Todos los días cuando abrían la puerta y se colaba la luz desde la otra habitación, Martín guardaba en su mente un pedacito más de su entorno. Una morada de no más de dieciséis metros cuadrados, muy baja y con un techo de chapa que se podía ver por encima de esas bolsas de arpillera carcomida por las ratas. El piso polvoriento absorbía la humedad que se filtraba por las paredes, orines y heces, aunque no amortiguaba, ni siquiera en parte, el hedor.
Con el pasar de los años Martín entendió que las imágenes en su memoria ya no correspondían al aspecto actual de su claustro, ni de él mismo. ¿Cuántos años habrán pasado? Por lo menos diez, porque si bien jamás se había vuelto a ver en un espejo, notaba cambios evidentes en su fisionomía. Hurgando con sus dedos podía notar con precisión que la profundidad de sus ojos le daba un aspecto desfigurado; una cara diferente, de piedra, tan dura como la punta de su codo. El pelo largo y enmarañado sumado a sus harapos completaban el cuadro de su aspecto.

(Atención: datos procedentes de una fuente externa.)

/// Quiz titles for a family, indexed by quiz position
#[must_use]
pub const fn quiz_titles(family: Option<SubjectFamily>) -> Option<&'static [&'static str; 4]> {
    match family {
        Some(SubjectFamily::Mathematics) => Some(&[
            "اختبار في الدوال",
            "اختبار في الاحتمالات",
            "اختبار في المتتاليات",
            "اختبار شامل في الرياضيات",
        ]),
        Some(SubjectFamily::Physics) => Some(&[
            "اختبار في الميكانيك",
            "اختبار في الكهرباء",
            "اختبار في البصريات",
            "اختبار شامل في الفيزياء",
        ]),
        Some(SubjectFamily::Biology) => Some(&[
            "اختبار في الوراثة",
            "اختبار في المناعة",
            "اختبار في التكاثر",
            "اختبار شامل في العلوم",
        ]),
        Some(SubjectFamily::Arabic) => Some(&[
            "اختبار في النحو",
            "اختبار في البلاغة",
            "اختبار في الأدب",
            "اختبار شامل في اللغة العربية",
        ]),
        Some(SubjectFamily::French) => Some(&[
            "Test de grammaire",
            "Test de vocabulaire",
            "Test de compréhension",
            "Test complet",
        ]),
        Some(SubjectFamily::English) => Some(&[
            "Grammar Test",
            "Vocabulary Test",
            "Reading Comprehension",
            "Full English Test",
        ]),
        Some(SubjectFamily::Philosophy) => Some(&[
            "اختبار في المنطق",
            "اختبار في الأخلاق",
            "اختبار في الميتافيزيقا",
            "اختبار شامل في الفلسفة",
        ]),
        Some(SubjectFamily::HistoryGeo) => Some(&[
            "اختبار في التاريخ المعاصر",
            "اختبار في الجغرافيا",
            "اختبار شامل",
            "اختبار في الخرائط",
        ]),
        Some(SubjectFamily::Islamic) => Some(&[
            "اختبار في العقيدة",
            "اختبار في الفقه",
            "اختبار في السيرة",
            "اختبار شامل",
        ]),
        _ => None,
    }
}

/// Extra quiz tags per difficulty
#[must_use]
pub const fn difficulty_tags(difficulty: crate::models::Difficulty) -> &'static [&'static str; 3] {
    match difficulty {
        crate::models::Difficulty::Easy => &["سهل", "مراجعة", "أساسيات"],
        crate::models::Difficulty::Medium => &["متوسط", "تطبيق", "فهم"],
        crate::models::Difficulty::Hard => &["صعب", "تحدي", "متقدم"],
    }
}

#[cfg(test)]
mod tests {
    use super::*;
    use crate::models::QuestionPayload;

    const ALL_FAMILIES: [Option<SubjectFamily>; 15] = [
        Some(SubjectFamily::Mathematics),
        Some(SubjectFamily::Physics),
        Some(SubjectFamily::Biology),
        Some(SubjectFamily::Arabic),
        Some(SubjectFamily::French),
        Some(SubjectFamily::English),
        Some(SubjectFamily::Philosophy),
        Some(SubjectFamily::HistoryGeo),
        Some(SubjectFamily::Islamic),
        Some(SubjectFamily::Engineering),
        Some(SubjectFamily::Economics),
        Some(SubjectFamily::Law),
        Some(SubjectFamily::Accounting),
        Some(SubjectFamily::ThirdLanguage),
        None,
    ];

    #[test]
    fn test_family_from_stream_prefixed_slugs() {
        assert_eq!(
            SubjectFamily::from_slug("sciences-exp-mathematics"),
            Some(SubjectFamily::Mathematics)
        );
        assert_eq!(
            SubjectFamily::from_slug("mathematics-mathematics"),
            Some(SubjectFamily::Mathematics)
        );
        assert_eq!(
            SubjectFamily::from_slug("literature-philosophy-main"),
            Some(SubjectFamily::Philosophy)
        );
        assert_eq!(
            SubjectFamily::from_slug("management-economics-main"),
            Some(SubjectFamily::Economics)
        );
        assert_eq!(
            SubjectFamily::from_slug("languages-third-language"),
            Some(SubjectFamily::ThirdLanguage)
        );
        assert_eq!(SubjectFamily::from_slug("robotics"), None);
    }

    #[test]
    fn test_every_pool_entry_is_a_valid_payload() {
        for family in ALL_FAMILIES {
            for sample in mcq_single(family) {
                let payload = QuestionPayload::McqSingle {
                    options: sample.options.iter().map(|o| (*o).to_owned()).collect(),
                    answer: sample.correct,
                };
                assert!(payload.validate().is_ok(), "{}", sample.text);
            }
            for sample in mcq_multiple(family) {
                let payload = QuestionPayload::McqMultiple {
                    options: sample.options.iter().map(|o| (*o).to_owned()).collect(),
                    answers: sample.correct.to_vec(),
                };
                assert!(payload.validate().is_ok(), "{}", sample.text);
            }
            for sample in fill_blank(family) {
                assert!(!sample.answer.trim().is_empty());
            }
            assert!(!true_false(family).is_empty());
        }
    }
}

La última vez que vio la luz natural tendría cinco años y daba vueltas en la calesita del barrio, buscaba con excitación enganchar la sortija para ganarse una vuelta de yapa. Pero cuando aquel señor le dio la posibilidad, escondió su mano como si hubiera recibido la picadura de un bicho, tras haberse impresionado por una huesuda garra. Cuando el carrusel completó los trescientos sesenta grados, el hombre albino fue reemplazado por una jovencita que le ofrecía, con una sonrisa dibujada, el galardón. Fue así que Martín tomó con arrebato infantil el premio que lo llevó a la reclusión perpetua.